Dabei ist negatives Feedback, Kritik also, unverzichtbar. Es mag paradox klingen, aber nur Kritik hilft uns, das Leben zu bewältigen und zu ordnen. Ohne Kritik könnten wir keine sozialen Beziehungen aufbauen und aufrechterhalten. Auch wenn uns das Wohlfühlmantra zahlreicher Selbsthilferatgeber in den Ohren klingt: Ein Großteil unserer persönlichen Entwicklung wird von Erfahrungen bestimmt, die sich eher schlecht anfühlen. Deshalb ist Kritik eine geheiligte Institution in fast jedem Bereich menschlichen Denkens, Handelns und Strebens.

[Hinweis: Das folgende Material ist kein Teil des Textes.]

use crate::utils::{DefaultRandom, Random};
use std::sync::Arc;

/// A logger type which is called with various information regarding the work done by a map.
pub type InfoLogger = Arc<dyn Fn(&str) + Send + Sync>;

/// Keeps track of environment specific settings which influence map behavior.
#[derive(Clone)]
pub struct Environment {
    /// A wrapper on random generator used to initialize weights.
    pub random: Arc<dyn Random>,

    /// A logger used to report training progress.
    pub logger: InfoLogger,
}

impl Environment {
    /// Creates an instance of `Environment`.
    pub fn new(random: Arc<dyn Random>, logger: InfoLogger) -> Self {
        Self { random, logger }
    }

    /// Creates an instance of `Environment` with repeatable random and the given logger.
    pub fn new_repeatable(seed: u64, logger: InfoLogger) -> Self {
        Self::new(Arc::new(DefaultRandom::new_repeatable(seed)), logger)
    }

    /// Returns a logger which ignores all messages.
    pub fn silent_logger() -> InfoLogger {
        Arc::new(|_| ())
    }
}

impl Default for Environment {
    fn default() -> Self {
        Environment::new(Arc::new(DefaultRandom::default()), Arc::new(|msg| println!("{msg}")))
    }
}
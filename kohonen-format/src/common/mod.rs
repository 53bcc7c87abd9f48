//! Contains functionality shared by the text format and json configuration.

mod definition;
pub use self::definition::*;

mod text_reader;
pub(crate) use self::text_reader::*;
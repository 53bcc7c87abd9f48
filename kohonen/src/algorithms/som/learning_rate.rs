#[cfg(test)]
#[path = "../../../tests/unit/algorithms/som/learning_rate_test.rs"]
mod learning_rate_test;

use super::LearningRateFunction;
use crate::utils::{Float, format_parameters};

/// A learning rate which does not change over time.
#[derive(Clone, Debug)]
pub struct ConstantLearningRate {
    rate: Float,
}

impl ConstantLearningRate {
    /// Creates a new instance of `ConstantLearningRate`.
    pub fn new(rate: Float) -> Self {
        Self { rate }
    }
}

impl LearningRateFunction for ConstantLearningRate {
    fn rate(&self, _: usize) -> Float {
        self.rate
    }

    fn name(&self) -> &'static str {
        "ConstantLearningRateFunction"
    }

    fn parameters(&self) -> String {
        format_parameters(&[self.rate])
    }
}

/// A learning rate which moves from initial to final value following `a_i * (a_f / a_i)^(t / t_max)`.
#[derive(Clone, Debug)]
pub struct HyperbolicLearningRate {
    initial: Float,
    last: Float,
    expected_iterations: Option<usize>,
}

impl HyperbolicLearningRate {
    /// Creates a new instance of `HyperbolicLearningRate`.
    pub fn new(initial: Float, last: Float) -> Self {
        Self { initial, last, expected_iterations: None }
    }
}

impl LearningRateFunction for HyperbolicLearningRate {
    fn set_expected_iterations(&mut self, expected_iterations: usize) {
        self.expected_iterations.get_or_insert(expected_iterations);
    }

    fn expected_iterations(&self) -> Option<usize> {
        self.expected_iterations
    }

    fn rate(&self, iteration: usize) -> Float {
        self.initial * (self.last / self.initial).powf(progress(iteration, self.expected_iterations))
    }

    fn name(&self) -> &'static str {
        "HyperbolicLearningRateFunction"
    }

    fn parameters(&self) -> String {
        format_parameters(&[self.initial, self.last])
    }
}

/// A learning rate which decays exponentially following `a_i * e^(-t / t_max)`.
#[derive(Clone, Debug)]
pub struct ExponentialDecayLearningRate {
    initial: Float,
    expected_iterations: Option<usize>,
}

impl ExponentialDecayLearningRate {
    /// Creates a new instance of `ExponentialDecayLearningRate`.
    pub fn new(initial: Float) -> Self {
        Self { initial, expected_iterations: None }
    }
}

impl LearningRateFunction for ExponentialDecayLearningRate {
    fn set_expected_iterations(&mut self, expected_iterations: usize) {
        self.expected_iterations.get_or_insert(expected_iterations);
    }

    fn expected_iterations(&self) -> Option<usize> {
        self.expected_iterations
    }

    fn rate(&self, iteration: usize) -> Float {
        self.initial * (-progress(iteration, self.expected_iterations)).exp()
    }

    fn name(&self) -> &'static str {
        "ExponentialDecayLearningRateFunction"
    }

    fn parameters(&self) -> String {
        format_parameters(&[self.initial])
    }
}

/// Returns `t / t_max`. A schedule which was never scaled (or scaled to zero) stays at its start.
pub(crate) fn progress(iteration: usize, expected_iterations: Option<usize>) -> Float {
    expected_iterations.filter(|&expected| expected > 0).map_or(0., |expected| iteration as Float / expected as Float)
}
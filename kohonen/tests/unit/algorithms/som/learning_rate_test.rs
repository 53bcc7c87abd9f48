use super::*;

fn scaled<T: LearningRateFunction>(mut function: T, expected_iterations: usize) -> T {
    function.set_expected_iterations(expected_iterations);
    function
}

#[test]
fn can_keep_constant_rate() {
    let function = scaled(ConstantLearningRate::new(0.3), 100);

    assert_eq!(function.rate(0), 0.3);
    assert_eq!(function.rate(1000), 0.3);
    assert_eq!(function.expected_iterations(), None);
}

#[test]
fn can_move_hyperbolic_rate_from_initial_to_final() {
    let function = scaled(HyperbolicLearningRate::new(0.8, 0.1), 1000);

    assert_float_eq!(function.rate(0), 0.8, 1e-12);
    assert_float_eq!(function.rate(1000), 0.1, 1e-12);
    assert_float_eq!(function.rate(500), 0.2828, 1e-4);
}

#[test]
fn can_decay_exponential_rate() {
    let function = scaled(ExponentialDecayLearningRate::new(0.5), 100);

    assert_eq!(function.rate(0), 0.5);
    assert_float_eq!(function.rate(100), 0.5 / std::f64::consts::E, 1e-12);
}

parameterized_test! {can_decrease_rate_monotonically, mut function, {
    function.set_expected_iterations(500);

    (1..=1000).for_each(|iteration| {
        assert!(function.rate(iteration) <= function.rate(iteration - 1));
    });
}}

can_decrease_rate_monotonically! {
    case01_hyperbolic: Box::new(HyperbolicLearningRate::new(0.9, 0.01)) as Box<dyn LearningRateFunction>,
    case02_exponential: Box::new(ExponentialDecayLearningRate::new(0.9)) as Box<dyn LearningRateFunction>,
}

#[test]
fn can_set_expected_iterations_only_once() {
    let mut function = HyperbolicLearningRate::new(0.8, 0.1);

    function.set_expected_iterations(1000);
    function.set_expected_iterations(10);

    assert_eq!(function.expected_iterations(), Some(1000));
    assert_float_eq!(function.rate(1000), 0.1, 1e-12);
}

#[test]
fn can_stay_at_initial_rate_when_not_scaled() {
    let unscaled = HyperbolicLearningRate::new(0.8, 0.1);
    let zero_scaled = scaled(ExponentialDecayLearningRate::new(0.4), 0);

    assert_eq!(unscaled.rate(100), 0.8);
    assert_eq!(zero_scaled.rate(100), 0.4);
}

#[test]
fn can_expose_name_and_parameters() {
    let function = HyperbolicLearningRate::new(0.8, 0.1);

    assert_eq!(function.name(), "HyperbolicLearningRateFunction");
    assert_eq!(function.parameters(), "0.8 0.1");
}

Lernen erfordert Fehlererkennung

Jeder Lernprozess hängt davon ab, Fehler überhaupt zu erkennen – und sie dann zu analysieren und zu beheben. In der Schule und im Studium dreht sich im Grunde alles darum, dass uns unsere Fehler in mehr oder minder raffinierter Didaktik vor Augen geführt werden. Beim Sport schreien die Trainer wild gestikulierend ihr Ad-hoc-Feedback auf das Spielfeld. In der Arbeitswelt sind Fehlerkorrekturen und Leistungsbewertungen ein fester Bestandteil des Vorankommens. Und selbst im Privatleben geht es nicht ohne negatives Feedback: Auch liebevolle Ehegatten werfen sich oft genug wenig schmeichelhafte Kritik an den Kopf. Und das Eltern-Kind-Verhältnis schließlich ähnelt über weite Strecken einer Endlosschleife aus negativem Feedback.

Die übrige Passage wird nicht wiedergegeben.